▶ **Stored items from a collection**
*** Block opens ***

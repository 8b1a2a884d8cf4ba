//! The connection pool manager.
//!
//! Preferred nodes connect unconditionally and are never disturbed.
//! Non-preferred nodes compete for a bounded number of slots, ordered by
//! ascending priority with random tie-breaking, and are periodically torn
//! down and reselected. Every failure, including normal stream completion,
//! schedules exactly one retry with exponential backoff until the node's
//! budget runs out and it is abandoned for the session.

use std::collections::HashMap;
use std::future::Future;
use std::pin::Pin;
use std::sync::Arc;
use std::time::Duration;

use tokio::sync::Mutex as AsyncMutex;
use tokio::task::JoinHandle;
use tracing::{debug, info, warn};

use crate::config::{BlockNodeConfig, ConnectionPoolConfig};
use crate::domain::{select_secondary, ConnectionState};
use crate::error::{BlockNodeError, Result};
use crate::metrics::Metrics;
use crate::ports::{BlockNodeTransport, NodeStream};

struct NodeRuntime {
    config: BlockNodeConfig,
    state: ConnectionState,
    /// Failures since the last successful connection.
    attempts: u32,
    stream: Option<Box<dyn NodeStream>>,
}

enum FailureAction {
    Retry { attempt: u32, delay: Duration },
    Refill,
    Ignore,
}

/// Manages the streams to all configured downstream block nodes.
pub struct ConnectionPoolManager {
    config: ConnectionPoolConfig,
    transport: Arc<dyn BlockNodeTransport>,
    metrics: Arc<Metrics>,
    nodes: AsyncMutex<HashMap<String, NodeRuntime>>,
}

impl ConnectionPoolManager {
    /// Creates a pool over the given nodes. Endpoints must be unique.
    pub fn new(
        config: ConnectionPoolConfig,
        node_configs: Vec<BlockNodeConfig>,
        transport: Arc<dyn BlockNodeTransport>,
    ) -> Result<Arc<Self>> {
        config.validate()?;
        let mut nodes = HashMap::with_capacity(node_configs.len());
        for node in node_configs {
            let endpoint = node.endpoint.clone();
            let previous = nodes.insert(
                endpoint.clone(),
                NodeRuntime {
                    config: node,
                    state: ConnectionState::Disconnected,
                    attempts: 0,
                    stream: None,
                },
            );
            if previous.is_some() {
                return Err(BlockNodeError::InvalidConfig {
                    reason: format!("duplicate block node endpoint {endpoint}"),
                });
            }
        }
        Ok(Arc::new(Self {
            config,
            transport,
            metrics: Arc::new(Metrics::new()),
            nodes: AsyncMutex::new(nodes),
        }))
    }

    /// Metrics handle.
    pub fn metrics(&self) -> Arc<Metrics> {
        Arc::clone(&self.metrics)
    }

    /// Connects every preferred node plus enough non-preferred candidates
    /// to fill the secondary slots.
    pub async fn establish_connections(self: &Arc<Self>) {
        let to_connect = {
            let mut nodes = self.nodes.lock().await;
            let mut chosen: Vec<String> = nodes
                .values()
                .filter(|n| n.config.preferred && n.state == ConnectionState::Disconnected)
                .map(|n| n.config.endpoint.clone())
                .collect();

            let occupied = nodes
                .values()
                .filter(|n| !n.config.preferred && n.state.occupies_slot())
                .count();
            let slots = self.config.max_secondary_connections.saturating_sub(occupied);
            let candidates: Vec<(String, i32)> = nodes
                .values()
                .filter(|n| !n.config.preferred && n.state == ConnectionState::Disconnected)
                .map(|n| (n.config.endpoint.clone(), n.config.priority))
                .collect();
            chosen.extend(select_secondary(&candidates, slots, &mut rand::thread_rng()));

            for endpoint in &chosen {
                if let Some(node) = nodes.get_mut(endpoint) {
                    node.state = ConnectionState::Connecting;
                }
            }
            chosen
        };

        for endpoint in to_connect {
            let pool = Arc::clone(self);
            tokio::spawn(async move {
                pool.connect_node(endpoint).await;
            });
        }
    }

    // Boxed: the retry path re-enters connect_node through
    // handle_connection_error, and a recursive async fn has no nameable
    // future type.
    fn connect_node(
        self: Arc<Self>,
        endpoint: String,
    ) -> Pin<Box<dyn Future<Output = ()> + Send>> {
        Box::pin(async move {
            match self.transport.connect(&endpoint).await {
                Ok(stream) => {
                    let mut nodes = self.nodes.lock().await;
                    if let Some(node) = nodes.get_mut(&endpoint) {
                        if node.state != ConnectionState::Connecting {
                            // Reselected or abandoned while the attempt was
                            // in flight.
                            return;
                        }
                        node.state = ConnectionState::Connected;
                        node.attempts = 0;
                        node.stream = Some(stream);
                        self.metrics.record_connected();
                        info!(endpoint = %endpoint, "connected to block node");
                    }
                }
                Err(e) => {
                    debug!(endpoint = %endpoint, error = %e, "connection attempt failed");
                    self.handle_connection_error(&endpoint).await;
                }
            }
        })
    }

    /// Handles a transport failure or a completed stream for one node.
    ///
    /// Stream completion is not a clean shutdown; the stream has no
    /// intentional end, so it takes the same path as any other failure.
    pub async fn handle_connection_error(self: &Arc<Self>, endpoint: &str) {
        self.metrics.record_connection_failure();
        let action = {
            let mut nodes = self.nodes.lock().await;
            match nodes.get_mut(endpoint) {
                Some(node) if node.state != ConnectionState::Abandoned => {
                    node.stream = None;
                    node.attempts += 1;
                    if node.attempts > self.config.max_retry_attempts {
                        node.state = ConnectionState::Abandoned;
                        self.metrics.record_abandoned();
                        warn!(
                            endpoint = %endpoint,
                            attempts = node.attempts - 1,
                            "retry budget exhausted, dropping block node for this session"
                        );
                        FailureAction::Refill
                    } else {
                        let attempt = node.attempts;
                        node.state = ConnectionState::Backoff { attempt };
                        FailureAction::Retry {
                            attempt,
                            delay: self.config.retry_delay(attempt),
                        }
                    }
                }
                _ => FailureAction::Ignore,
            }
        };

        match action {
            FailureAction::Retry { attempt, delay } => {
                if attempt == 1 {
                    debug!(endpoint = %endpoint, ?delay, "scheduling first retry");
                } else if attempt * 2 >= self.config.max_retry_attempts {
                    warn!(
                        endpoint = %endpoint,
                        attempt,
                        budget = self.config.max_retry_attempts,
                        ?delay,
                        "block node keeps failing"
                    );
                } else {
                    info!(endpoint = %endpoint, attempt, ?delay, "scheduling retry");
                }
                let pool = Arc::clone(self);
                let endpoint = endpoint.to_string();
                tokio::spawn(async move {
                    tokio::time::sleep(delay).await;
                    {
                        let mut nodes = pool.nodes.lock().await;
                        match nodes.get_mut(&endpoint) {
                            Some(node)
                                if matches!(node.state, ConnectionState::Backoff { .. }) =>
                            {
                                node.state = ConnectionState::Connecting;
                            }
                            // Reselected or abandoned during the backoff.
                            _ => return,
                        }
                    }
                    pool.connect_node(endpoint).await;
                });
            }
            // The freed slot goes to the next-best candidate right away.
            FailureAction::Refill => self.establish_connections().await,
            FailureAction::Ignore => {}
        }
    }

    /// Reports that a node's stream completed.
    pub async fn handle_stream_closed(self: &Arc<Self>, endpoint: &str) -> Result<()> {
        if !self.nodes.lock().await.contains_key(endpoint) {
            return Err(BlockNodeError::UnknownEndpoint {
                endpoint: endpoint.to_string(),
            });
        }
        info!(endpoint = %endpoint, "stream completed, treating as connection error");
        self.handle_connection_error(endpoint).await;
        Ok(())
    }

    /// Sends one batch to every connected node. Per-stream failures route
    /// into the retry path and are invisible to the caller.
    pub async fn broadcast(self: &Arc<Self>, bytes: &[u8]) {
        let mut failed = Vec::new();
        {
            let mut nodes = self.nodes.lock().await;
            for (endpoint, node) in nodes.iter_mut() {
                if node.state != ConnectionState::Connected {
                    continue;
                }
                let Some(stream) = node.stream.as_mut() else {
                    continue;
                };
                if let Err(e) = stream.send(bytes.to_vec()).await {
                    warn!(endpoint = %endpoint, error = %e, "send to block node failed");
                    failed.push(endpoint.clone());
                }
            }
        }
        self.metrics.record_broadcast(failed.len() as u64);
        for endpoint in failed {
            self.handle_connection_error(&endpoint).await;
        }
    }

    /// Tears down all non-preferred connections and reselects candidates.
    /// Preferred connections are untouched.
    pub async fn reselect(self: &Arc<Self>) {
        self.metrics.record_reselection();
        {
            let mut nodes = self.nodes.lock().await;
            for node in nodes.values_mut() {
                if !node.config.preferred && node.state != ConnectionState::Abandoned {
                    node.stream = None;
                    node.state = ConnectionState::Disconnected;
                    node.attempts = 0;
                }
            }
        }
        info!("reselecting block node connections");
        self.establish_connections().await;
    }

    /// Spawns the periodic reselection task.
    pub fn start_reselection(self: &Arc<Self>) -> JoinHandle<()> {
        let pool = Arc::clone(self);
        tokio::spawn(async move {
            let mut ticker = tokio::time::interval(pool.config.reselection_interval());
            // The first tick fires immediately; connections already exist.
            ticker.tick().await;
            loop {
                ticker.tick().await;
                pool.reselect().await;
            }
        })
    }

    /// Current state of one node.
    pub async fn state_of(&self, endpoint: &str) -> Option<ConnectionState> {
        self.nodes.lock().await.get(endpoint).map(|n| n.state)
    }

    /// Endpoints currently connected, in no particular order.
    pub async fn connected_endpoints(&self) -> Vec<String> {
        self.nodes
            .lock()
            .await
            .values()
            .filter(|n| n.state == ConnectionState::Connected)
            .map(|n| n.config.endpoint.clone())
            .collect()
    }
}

*** Block closes ***
*** Block opens ***

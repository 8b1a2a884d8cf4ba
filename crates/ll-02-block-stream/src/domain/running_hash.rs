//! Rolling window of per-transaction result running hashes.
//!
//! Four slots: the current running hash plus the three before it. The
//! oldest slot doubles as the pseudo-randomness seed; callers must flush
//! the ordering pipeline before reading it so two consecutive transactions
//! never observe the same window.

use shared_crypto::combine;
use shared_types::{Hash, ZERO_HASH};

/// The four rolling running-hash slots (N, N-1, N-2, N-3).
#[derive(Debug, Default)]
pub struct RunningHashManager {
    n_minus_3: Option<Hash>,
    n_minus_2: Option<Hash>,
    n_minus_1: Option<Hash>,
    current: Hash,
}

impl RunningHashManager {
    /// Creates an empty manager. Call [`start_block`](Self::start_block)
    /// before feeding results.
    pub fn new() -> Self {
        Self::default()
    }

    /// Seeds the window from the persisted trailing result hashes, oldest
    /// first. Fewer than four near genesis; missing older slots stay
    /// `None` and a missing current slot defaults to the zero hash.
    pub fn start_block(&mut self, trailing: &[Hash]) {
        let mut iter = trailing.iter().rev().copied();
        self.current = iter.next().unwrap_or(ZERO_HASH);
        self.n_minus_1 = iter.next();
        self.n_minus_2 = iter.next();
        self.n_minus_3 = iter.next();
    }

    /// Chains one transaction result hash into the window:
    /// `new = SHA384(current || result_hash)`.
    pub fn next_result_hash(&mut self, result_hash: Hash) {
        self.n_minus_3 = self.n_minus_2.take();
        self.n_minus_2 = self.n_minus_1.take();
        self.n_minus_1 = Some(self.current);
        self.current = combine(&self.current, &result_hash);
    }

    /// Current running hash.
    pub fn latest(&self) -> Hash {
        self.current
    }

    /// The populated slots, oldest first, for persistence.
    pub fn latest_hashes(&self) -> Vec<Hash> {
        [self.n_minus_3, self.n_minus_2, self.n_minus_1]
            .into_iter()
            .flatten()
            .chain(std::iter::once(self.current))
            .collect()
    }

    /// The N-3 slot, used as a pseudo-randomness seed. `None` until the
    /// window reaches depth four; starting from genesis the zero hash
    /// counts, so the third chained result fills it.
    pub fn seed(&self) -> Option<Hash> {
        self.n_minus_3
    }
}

*** Block closes ***

▶ **TASK INSTRUCTIONS**
From the records, copy out each line that includes the string "occupied".

▶ **EXPECTED OUTPUT**
            let occupied = nodes
            let slots = self.config.max_secondary_connections.saturating_sub(occupied);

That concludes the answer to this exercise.